** Opening Listed entries block **
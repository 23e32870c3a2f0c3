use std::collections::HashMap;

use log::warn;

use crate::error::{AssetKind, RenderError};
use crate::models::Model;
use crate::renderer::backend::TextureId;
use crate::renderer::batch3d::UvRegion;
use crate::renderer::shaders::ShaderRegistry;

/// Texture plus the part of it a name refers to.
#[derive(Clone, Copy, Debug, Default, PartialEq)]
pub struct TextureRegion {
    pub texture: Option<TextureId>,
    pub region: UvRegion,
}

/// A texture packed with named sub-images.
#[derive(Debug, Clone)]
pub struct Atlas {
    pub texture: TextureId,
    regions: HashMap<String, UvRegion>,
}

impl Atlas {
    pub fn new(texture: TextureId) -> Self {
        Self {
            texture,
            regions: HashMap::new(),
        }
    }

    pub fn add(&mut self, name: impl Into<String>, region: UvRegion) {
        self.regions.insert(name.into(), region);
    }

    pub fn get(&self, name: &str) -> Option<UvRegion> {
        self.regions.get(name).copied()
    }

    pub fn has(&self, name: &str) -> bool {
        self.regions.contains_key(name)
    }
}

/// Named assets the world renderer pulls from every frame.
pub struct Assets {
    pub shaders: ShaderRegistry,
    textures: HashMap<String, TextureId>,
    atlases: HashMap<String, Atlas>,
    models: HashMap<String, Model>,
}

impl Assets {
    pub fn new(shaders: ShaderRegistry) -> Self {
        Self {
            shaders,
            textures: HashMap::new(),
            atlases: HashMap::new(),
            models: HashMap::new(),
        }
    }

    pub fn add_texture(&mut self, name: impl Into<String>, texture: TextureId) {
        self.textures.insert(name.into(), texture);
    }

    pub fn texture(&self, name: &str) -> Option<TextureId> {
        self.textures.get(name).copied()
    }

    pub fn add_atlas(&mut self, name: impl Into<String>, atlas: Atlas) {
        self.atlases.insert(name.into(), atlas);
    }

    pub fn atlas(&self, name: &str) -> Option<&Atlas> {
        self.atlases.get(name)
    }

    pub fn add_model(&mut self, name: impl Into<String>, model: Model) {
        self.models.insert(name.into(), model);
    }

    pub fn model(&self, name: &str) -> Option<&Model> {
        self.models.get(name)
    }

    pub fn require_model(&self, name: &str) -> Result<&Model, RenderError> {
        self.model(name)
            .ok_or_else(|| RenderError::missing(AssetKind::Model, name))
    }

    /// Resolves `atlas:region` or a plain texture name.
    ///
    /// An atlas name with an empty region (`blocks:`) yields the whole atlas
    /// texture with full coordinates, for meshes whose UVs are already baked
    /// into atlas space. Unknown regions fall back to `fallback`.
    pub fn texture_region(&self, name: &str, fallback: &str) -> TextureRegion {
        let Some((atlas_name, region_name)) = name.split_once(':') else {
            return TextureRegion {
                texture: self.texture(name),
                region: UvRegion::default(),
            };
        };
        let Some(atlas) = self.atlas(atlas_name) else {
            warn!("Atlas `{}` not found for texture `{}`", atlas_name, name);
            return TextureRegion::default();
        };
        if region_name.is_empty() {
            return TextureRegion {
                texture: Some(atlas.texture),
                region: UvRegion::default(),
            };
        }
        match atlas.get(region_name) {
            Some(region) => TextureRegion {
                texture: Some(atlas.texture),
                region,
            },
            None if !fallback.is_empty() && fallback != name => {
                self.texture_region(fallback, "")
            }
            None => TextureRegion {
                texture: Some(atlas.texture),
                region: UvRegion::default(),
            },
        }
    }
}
** Closing Listed entries block **
** Opening Listed entries block **
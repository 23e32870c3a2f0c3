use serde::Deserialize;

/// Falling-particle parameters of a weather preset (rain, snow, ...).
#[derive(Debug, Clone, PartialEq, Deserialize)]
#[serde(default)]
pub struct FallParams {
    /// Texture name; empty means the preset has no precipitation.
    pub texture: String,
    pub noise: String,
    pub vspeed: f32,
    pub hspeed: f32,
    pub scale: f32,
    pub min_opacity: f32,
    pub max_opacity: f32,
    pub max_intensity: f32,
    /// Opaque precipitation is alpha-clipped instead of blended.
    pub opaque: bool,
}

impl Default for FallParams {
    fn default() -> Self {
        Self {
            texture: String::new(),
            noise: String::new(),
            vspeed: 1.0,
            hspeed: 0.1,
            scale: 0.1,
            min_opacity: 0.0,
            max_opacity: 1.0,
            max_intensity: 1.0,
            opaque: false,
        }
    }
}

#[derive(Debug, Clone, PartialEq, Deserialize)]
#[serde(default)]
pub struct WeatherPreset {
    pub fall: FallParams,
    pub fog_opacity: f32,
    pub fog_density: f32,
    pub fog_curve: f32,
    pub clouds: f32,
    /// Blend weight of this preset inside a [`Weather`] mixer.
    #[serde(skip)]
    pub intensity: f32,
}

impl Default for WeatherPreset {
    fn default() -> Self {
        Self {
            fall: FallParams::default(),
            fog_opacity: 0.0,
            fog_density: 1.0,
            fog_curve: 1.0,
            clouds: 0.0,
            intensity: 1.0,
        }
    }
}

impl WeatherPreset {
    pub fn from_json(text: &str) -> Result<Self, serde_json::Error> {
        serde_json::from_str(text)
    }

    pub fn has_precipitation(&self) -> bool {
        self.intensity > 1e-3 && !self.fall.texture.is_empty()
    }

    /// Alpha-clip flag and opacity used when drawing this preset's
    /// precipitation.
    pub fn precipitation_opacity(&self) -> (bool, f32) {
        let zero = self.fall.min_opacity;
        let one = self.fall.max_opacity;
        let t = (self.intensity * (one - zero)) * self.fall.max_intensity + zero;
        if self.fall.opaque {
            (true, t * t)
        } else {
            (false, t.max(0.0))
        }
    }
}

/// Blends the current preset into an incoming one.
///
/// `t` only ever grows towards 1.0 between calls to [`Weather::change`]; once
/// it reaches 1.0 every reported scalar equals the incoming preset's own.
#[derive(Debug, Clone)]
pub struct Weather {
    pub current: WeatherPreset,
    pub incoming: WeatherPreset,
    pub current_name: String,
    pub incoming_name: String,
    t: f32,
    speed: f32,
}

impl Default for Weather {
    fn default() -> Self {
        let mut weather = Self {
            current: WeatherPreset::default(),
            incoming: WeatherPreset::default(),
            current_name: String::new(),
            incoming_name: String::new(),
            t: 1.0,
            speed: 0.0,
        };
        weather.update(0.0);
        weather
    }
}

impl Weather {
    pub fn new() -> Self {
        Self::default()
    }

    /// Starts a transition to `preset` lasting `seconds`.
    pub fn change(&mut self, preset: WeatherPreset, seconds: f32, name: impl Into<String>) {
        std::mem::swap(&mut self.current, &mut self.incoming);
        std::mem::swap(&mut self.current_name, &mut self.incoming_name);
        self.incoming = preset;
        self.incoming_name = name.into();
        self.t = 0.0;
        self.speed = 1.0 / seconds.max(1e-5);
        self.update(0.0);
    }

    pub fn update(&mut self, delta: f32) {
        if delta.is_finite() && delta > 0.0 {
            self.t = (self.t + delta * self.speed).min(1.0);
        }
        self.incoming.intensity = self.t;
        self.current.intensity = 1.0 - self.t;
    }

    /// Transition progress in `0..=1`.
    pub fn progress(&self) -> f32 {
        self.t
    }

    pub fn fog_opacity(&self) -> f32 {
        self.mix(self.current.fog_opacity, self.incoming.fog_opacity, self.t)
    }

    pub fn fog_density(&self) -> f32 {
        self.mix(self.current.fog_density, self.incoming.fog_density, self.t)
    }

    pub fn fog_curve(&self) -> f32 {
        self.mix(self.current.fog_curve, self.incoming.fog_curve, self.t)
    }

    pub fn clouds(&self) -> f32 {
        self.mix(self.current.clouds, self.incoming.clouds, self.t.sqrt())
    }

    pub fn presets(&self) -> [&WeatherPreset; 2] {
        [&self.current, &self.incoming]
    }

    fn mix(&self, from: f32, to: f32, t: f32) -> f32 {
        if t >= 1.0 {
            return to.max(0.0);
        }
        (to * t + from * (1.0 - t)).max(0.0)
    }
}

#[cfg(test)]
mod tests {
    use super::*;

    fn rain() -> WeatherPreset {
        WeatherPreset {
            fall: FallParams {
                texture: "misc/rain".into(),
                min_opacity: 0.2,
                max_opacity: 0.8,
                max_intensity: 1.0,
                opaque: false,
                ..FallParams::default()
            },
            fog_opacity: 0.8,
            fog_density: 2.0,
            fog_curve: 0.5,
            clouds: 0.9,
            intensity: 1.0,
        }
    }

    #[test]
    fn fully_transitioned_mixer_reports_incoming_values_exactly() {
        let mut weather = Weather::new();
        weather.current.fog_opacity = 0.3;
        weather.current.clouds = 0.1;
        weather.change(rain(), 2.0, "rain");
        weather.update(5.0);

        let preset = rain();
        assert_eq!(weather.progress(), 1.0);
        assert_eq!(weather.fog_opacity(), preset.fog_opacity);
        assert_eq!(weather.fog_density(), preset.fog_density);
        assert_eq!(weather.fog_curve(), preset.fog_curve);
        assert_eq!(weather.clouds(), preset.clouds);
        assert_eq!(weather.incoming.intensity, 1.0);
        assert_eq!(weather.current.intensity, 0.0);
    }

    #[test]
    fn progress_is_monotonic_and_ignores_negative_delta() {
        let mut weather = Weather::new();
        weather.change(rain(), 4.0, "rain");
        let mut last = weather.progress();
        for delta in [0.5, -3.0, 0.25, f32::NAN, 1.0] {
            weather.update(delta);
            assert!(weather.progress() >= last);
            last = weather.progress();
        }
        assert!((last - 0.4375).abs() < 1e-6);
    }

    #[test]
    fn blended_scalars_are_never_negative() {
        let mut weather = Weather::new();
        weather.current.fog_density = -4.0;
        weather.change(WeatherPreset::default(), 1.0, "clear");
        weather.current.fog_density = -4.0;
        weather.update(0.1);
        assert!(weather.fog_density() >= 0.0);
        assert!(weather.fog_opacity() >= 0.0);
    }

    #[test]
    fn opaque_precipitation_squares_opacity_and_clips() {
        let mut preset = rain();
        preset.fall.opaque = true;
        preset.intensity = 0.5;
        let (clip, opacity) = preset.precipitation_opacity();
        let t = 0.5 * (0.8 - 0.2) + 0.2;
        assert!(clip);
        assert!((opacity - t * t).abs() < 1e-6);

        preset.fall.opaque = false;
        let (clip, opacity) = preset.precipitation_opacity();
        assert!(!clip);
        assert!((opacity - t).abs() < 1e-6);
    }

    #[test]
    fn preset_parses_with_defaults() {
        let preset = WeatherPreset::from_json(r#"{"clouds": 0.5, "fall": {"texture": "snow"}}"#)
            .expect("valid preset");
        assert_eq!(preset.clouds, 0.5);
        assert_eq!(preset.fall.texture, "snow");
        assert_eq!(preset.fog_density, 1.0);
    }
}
** Closing Listed entries block **
— Exercise requirements —
Find the lines of the listing above that hold "snow". Please copy them.

— Reply to the exercise —
/// Falling-particle parameters of a weather preset (rain, snow, ...).
        let preset = WeatherPreset::from_json(r#"{"clouds": 0.5, "fall": {"texture": "snow"}}"#)
        assert_eq!(preset.fall.texture, "snow");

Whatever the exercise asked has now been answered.